Your goal:
Retrieve every line from the records in which the word "LeaveAlternateScreen" occurs.

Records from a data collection

↓↓↓

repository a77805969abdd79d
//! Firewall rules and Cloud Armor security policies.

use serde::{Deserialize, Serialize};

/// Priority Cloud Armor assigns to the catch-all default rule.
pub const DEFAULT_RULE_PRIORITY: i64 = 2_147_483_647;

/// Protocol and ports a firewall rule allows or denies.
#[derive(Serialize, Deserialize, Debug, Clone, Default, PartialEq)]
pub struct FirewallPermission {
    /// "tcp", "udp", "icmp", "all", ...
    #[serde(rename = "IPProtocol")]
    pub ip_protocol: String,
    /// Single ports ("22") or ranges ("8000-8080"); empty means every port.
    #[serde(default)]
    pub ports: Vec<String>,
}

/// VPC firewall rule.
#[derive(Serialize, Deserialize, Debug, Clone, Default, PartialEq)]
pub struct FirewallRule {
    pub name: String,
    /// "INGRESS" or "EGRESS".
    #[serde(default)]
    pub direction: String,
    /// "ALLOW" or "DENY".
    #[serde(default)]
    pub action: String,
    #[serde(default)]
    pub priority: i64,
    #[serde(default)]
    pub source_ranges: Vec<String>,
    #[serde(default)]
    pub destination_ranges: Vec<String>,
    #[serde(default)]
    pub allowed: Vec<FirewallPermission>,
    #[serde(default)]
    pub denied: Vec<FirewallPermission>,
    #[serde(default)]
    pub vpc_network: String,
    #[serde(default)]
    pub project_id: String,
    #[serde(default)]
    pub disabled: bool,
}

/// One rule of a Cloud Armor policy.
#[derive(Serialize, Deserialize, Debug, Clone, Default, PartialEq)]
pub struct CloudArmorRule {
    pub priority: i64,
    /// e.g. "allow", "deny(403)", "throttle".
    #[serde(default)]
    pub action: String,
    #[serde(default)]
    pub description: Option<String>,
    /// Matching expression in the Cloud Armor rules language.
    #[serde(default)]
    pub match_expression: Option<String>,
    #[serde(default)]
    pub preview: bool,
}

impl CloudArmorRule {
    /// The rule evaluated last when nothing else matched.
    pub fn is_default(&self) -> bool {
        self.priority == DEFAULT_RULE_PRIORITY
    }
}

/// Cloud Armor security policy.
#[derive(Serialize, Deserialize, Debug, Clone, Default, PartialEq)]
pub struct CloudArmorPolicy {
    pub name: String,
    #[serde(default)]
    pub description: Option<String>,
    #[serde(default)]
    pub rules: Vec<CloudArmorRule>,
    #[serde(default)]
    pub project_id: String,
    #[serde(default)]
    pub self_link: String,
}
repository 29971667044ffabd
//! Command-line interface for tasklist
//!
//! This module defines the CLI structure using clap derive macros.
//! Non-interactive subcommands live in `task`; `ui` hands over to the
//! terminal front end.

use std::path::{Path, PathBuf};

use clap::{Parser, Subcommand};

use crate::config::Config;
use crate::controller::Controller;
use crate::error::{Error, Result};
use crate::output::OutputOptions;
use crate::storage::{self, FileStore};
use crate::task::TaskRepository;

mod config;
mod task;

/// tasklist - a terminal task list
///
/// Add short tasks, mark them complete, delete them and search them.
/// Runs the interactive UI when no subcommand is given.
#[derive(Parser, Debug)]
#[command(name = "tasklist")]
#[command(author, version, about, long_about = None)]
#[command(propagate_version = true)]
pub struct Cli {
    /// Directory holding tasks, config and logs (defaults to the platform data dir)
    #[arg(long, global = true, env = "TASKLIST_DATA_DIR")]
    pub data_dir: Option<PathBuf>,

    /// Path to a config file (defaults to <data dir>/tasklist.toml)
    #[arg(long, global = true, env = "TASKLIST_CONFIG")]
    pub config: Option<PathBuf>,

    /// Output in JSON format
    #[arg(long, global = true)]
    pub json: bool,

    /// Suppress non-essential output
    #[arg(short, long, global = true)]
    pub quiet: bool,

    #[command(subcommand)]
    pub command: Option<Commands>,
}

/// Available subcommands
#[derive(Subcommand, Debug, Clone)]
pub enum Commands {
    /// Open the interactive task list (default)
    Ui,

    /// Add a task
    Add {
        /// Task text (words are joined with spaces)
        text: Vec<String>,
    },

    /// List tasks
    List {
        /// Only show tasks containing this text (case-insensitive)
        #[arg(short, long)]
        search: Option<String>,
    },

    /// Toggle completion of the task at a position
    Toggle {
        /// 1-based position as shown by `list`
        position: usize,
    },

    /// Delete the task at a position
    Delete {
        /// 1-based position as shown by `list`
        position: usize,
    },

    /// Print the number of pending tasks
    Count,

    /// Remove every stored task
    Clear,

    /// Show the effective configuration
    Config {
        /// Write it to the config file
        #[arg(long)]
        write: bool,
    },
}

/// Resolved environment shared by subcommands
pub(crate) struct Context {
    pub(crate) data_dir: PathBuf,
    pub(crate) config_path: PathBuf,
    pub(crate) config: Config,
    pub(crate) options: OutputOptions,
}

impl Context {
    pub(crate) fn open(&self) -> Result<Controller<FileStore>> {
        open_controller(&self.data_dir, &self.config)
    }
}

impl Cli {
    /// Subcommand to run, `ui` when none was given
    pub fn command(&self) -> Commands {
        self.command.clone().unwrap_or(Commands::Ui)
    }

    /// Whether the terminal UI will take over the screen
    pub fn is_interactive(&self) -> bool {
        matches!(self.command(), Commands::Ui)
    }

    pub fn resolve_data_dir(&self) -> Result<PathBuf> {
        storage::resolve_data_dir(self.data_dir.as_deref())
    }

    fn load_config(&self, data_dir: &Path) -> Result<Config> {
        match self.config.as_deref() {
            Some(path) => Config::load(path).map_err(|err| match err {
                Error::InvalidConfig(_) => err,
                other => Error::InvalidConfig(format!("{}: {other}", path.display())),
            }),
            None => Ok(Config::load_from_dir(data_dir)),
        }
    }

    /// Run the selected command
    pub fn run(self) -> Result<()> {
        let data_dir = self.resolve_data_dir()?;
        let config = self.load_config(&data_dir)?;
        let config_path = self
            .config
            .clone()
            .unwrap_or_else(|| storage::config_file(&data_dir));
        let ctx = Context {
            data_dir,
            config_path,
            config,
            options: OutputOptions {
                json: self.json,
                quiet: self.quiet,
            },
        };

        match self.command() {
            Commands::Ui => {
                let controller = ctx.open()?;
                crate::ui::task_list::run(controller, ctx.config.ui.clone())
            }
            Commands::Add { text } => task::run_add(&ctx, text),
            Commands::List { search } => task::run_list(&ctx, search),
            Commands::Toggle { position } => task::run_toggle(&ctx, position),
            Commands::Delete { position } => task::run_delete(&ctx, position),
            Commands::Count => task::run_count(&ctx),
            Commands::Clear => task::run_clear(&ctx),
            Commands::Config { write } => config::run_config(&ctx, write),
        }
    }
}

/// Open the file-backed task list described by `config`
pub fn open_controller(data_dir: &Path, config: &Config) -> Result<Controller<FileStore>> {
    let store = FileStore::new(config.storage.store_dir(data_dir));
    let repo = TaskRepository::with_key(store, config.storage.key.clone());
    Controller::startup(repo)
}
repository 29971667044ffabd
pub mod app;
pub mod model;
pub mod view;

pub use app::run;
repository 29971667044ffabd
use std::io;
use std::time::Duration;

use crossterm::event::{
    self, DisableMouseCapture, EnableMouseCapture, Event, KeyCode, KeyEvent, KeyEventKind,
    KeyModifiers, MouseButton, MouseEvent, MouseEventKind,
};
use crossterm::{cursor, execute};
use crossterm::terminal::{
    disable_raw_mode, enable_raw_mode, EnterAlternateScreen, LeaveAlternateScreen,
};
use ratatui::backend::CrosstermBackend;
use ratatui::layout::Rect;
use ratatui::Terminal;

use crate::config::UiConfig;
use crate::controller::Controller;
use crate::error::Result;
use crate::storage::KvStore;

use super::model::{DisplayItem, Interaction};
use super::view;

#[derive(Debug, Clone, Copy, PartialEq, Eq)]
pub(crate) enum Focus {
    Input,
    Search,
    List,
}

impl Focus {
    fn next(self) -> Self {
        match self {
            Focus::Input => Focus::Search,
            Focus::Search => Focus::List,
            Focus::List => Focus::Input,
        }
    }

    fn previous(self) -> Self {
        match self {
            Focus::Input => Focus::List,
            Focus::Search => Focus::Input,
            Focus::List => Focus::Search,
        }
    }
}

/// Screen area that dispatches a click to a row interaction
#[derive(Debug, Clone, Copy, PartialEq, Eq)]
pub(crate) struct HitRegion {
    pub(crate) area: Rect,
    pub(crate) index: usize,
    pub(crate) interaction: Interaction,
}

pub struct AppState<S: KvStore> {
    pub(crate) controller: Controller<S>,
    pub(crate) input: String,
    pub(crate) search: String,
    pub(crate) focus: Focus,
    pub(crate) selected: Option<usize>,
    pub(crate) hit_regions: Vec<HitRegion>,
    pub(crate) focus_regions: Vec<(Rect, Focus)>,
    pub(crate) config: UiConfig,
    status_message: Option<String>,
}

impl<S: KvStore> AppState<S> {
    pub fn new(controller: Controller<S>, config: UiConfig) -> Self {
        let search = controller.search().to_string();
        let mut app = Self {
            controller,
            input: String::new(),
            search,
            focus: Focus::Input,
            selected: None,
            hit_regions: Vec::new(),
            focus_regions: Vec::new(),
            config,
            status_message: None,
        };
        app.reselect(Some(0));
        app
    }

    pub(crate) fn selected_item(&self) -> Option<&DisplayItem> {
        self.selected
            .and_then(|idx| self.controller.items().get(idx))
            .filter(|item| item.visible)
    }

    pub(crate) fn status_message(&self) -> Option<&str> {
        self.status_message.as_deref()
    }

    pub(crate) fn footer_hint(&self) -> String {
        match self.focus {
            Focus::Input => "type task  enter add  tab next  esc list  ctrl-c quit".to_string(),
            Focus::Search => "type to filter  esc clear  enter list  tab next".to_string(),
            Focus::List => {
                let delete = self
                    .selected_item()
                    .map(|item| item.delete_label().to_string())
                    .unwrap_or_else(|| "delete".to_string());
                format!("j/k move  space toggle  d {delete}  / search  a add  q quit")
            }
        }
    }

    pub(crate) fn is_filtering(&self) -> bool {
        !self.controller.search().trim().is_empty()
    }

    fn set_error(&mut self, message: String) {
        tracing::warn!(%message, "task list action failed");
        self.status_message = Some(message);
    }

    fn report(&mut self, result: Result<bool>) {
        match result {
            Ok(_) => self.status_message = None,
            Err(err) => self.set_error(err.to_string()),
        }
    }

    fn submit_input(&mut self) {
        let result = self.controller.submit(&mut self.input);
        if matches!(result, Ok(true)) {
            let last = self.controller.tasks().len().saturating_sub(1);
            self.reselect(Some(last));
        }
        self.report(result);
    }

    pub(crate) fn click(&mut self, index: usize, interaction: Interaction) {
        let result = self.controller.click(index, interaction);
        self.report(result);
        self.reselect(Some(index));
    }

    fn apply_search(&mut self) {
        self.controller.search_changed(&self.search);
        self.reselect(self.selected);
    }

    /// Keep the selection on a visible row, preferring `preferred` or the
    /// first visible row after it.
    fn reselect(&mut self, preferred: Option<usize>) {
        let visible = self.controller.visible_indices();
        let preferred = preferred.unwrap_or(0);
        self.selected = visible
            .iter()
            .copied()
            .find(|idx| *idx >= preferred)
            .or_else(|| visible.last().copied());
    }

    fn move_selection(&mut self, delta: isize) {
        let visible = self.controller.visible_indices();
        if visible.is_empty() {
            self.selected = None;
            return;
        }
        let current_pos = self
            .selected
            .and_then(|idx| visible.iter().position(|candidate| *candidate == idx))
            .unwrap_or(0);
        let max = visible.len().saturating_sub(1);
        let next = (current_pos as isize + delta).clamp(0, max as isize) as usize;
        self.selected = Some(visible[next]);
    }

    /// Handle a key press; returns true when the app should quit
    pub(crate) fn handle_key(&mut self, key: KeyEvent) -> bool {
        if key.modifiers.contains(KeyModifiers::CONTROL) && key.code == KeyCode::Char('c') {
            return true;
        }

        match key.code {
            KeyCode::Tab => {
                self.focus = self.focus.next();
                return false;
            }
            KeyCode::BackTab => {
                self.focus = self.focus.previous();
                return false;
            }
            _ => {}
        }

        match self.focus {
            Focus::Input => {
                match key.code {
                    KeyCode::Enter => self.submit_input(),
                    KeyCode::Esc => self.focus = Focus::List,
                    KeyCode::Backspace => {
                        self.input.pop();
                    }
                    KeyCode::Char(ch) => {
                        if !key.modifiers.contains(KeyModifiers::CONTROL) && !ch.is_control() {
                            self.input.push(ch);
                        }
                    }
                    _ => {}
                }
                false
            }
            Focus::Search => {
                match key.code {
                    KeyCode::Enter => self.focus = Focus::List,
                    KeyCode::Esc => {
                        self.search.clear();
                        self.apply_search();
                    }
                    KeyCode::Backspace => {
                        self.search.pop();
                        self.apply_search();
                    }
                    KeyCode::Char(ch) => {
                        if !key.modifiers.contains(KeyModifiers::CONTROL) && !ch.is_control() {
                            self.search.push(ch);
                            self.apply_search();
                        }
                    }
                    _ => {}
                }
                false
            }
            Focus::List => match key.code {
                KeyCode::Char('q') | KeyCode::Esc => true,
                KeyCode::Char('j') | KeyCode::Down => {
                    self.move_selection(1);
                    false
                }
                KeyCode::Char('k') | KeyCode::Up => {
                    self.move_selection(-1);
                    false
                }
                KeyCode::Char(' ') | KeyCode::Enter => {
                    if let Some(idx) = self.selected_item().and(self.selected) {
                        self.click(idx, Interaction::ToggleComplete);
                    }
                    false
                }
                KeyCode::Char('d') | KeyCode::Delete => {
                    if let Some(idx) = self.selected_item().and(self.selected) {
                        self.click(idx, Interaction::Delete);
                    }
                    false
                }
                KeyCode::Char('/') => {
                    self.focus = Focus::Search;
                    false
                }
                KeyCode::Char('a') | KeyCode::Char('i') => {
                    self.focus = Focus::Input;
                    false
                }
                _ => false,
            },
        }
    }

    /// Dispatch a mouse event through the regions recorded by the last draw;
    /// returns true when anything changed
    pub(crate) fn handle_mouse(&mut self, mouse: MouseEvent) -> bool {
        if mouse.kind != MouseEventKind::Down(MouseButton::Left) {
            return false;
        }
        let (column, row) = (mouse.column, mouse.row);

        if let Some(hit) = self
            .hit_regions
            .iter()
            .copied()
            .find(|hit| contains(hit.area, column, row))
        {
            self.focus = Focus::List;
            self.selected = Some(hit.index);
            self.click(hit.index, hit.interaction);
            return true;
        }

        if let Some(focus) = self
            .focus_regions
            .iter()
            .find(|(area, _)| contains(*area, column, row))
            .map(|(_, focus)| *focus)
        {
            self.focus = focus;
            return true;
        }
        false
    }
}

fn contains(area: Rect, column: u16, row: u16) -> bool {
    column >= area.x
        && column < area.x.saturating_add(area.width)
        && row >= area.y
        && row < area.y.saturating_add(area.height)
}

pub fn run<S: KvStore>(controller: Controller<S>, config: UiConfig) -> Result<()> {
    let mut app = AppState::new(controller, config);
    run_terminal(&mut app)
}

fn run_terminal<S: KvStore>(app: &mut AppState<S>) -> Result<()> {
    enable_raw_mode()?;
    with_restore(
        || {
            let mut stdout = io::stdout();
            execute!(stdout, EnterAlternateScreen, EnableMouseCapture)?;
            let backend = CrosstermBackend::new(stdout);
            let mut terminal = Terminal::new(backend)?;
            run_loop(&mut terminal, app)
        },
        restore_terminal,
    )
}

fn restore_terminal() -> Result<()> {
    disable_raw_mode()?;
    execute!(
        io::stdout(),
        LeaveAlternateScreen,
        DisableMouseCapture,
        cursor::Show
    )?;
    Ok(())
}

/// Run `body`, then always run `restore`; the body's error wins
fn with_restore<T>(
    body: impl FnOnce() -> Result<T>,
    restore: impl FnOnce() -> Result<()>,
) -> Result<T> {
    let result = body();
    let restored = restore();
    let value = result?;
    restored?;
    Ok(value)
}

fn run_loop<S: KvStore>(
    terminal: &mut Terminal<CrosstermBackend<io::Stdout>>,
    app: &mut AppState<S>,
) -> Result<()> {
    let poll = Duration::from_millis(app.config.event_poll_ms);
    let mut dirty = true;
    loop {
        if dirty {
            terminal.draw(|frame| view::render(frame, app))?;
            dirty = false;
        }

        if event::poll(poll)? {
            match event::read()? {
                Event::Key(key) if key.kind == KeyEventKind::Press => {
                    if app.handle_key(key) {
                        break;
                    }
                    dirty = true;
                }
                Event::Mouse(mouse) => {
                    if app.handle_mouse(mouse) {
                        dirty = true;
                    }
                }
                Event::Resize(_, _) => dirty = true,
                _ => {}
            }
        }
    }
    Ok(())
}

↑↑↑

Exercise result:
    disable_raw_mode, enable_raw_mode, EnterAlternateScreen, LeaveAlternateScreen,
        LeaveAlternateScreen,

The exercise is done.